**Exercise instructions**.
The records follow. Retype them without a single change.

**Records shown**.

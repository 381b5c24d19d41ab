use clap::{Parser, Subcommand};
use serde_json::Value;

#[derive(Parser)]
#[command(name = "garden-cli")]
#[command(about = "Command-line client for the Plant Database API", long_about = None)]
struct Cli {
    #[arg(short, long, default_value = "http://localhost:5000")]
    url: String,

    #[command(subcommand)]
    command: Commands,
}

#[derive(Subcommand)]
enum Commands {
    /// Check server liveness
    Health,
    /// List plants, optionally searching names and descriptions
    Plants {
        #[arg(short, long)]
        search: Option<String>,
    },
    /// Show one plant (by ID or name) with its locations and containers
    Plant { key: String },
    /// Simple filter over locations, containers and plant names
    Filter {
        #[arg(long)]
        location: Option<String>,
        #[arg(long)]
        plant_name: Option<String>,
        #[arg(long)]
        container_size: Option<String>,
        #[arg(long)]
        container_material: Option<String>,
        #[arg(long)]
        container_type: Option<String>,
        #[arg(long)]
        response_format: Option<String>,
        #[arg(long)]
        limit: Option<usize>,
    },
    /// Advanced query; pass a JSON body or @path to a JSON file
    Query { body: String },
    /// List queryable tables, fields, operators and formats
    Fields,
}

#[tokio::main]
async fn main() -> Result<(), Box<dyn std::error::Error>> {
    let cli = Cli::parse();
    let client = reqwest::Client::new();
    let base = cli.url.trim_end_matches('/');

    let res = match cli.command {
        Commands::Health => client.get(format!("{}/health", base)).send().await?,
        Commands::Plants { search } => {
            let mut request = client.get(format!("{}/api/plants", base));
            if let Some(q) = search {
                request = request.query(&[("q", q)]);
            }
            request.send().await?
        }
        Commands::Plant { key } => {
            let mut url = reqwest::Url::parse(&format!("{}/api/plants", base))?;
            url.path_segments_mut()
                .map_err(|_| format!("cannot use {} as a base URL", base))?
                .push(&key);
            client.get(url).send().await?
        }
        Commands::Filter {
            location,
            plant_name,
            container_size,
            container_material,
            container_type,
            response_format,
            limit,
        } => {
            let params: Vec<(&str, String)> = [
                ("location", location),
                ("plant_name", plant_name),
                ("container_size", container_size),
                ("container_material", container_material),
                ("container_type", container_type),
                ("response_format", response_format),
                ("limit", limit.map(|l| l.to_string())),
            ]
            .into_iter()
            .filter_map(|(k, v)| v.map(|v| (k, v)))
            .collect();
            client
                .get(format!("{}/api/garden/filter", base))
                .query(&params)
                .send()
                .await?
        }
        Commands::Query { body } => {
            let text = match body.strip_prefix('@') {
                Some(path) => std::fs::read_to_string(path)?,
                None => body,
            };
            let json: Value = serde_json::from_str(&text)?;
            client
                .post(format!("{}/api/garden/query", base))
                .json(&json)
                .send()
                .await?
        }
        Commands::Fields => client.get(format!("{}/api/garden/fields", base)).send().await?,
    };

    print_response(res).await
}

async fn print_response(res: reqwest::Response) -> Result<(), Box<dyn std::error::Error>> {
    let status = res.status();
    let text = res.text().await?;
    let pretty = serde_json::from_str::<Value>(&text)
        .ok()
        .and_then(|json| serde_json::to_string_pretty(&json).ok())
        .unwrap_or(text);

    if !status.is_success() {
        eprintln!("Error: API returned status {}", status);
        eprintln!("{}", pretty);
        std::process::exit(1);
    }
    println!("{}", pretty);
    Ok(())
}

**Solution to the problem**.
repository 381b5c24d19d41ab
use clap::{Parser, Subcommand};
use serde_json::Value;

#[derive(Parser)]
#[command(name = "garden-cli")]
#[command(about = "Command-line client for the Plant Database API", long_about = None)]
struct Cli {
    #[arg(short, long, default_value = "http://localhost:5000")]
    url: String,

    #[command(subcommand)]
    command: Commands,
}

#[derive(Subcommand)]
enum Commands {
    /// Check server liveness
    Health,
    /// List plants, optionally searching names and descriptions
    Plants {
        #[arg(short, long)]
        search: Option<String>,
    },
    /// Show one plant (by ID or name) with its locations and containers
    Plant { key: String },
    /// Simple filter over locations, containers and plant names
    Filter {
        #[arg(long)]
        location: Option<String>,
        #[arg(long)]
        plant_name: Option<String>,
        #[arg(long)]
        container_size: Option<String>,
        #[arg(long)]
        container_material: Option<String>,
        #[arg(long)]
        container_type: Option<String>,
        #[arg(long)]
        response_format: Option<String>,
        #[arg(long)]
        limit: Option<usize>,
    },
    /// Advanced query; pass a JSON body or @path to a JSON file
    Query { body: String },
    /// List queryable tables, fields, operators and formats
    Fields,
}

#[tokio::main]
async fn main() -> Result<(), Box<dyn std::error::Error>> {
    let cli = Cli::parse();
    let client = reqwest::Client::new();
    let base = cli.url.trim_end_matches('/');

    let res = match cli.command {
        Commands::Health => client.get(format!("{}/health", base)).send().await?,
        Commands::Plants { search } => {
            let mut request = client.get(format!("{}/api/plants", base));
            if let Some(q) = search {
                request = request.query(&[("q", q)]);
            }
            request.send().await?
        }
        Commands::Plant { key } => {
            let mut url = reqwest::Url::parse(&format!("{}/api/plants", base))?;
            url.path_segments_mut()
                .map_err(|_| format!("cannot use {} as a base URL", base))?
                .push(&key);
            client.get(url).send().await?
        }
        Commands::Filter {
            location,
            plant_name,
            container_size,
            container_material,
            container_type,
            response_format,
            limit,
        } => {
            let params: Vec<(&str, String)> = [
                ("location", location),
                ("plant_name", plant_name),
                ("container_size", container_size),
                ("container_material", container_material),
                ("container_type", container_type),
                ("response_format", response_format),
                ("limit", limit.map(|l| l.to_string())),
            ]
            .into_iter()
            .filter_map(|(k, v)| v.map(|v| (k, v)))
            .collect();
            client
                .get(format!("{}/api/garden/filter", base))
                .query(&params)
                .send()
                .await?
        }
        Commands::Query { body } => {
            let text = match body.strip_prefix('@') {
                Some(path) => std::fs::read_to_string(path)?,
                None => body,
            };
            let json: Value = serde_json::from_str(&text)?;
            client
                .post(format!("{}/api/garden/query", base))
                .json(&json)
                .send()
                .await?
        }
        Commands::Fields => client.get(format!("{}/api/garden/fields", base)).send().await?,
    };

    print_response(res).await
}

async fn print_response(res: reqwest::Response) -> Result<(), Box<dyn std::error::Error>> {
    let status = res.status();
    let text = res.text().await?;
    let pretty = serde_json::from_str::<Value>(&text)
        .ok()
        .and_then(|json| serde_json::to_string_pretty(&json).ok())
        .unwrap_or(text);

    if !status.is_success() {
        eprintln!("Error: API returned status {}", status);
        eprintln!("{}", pretty);
        std::process::exit(1);
    }
    println!("{}", pretty);
    Ok(())
}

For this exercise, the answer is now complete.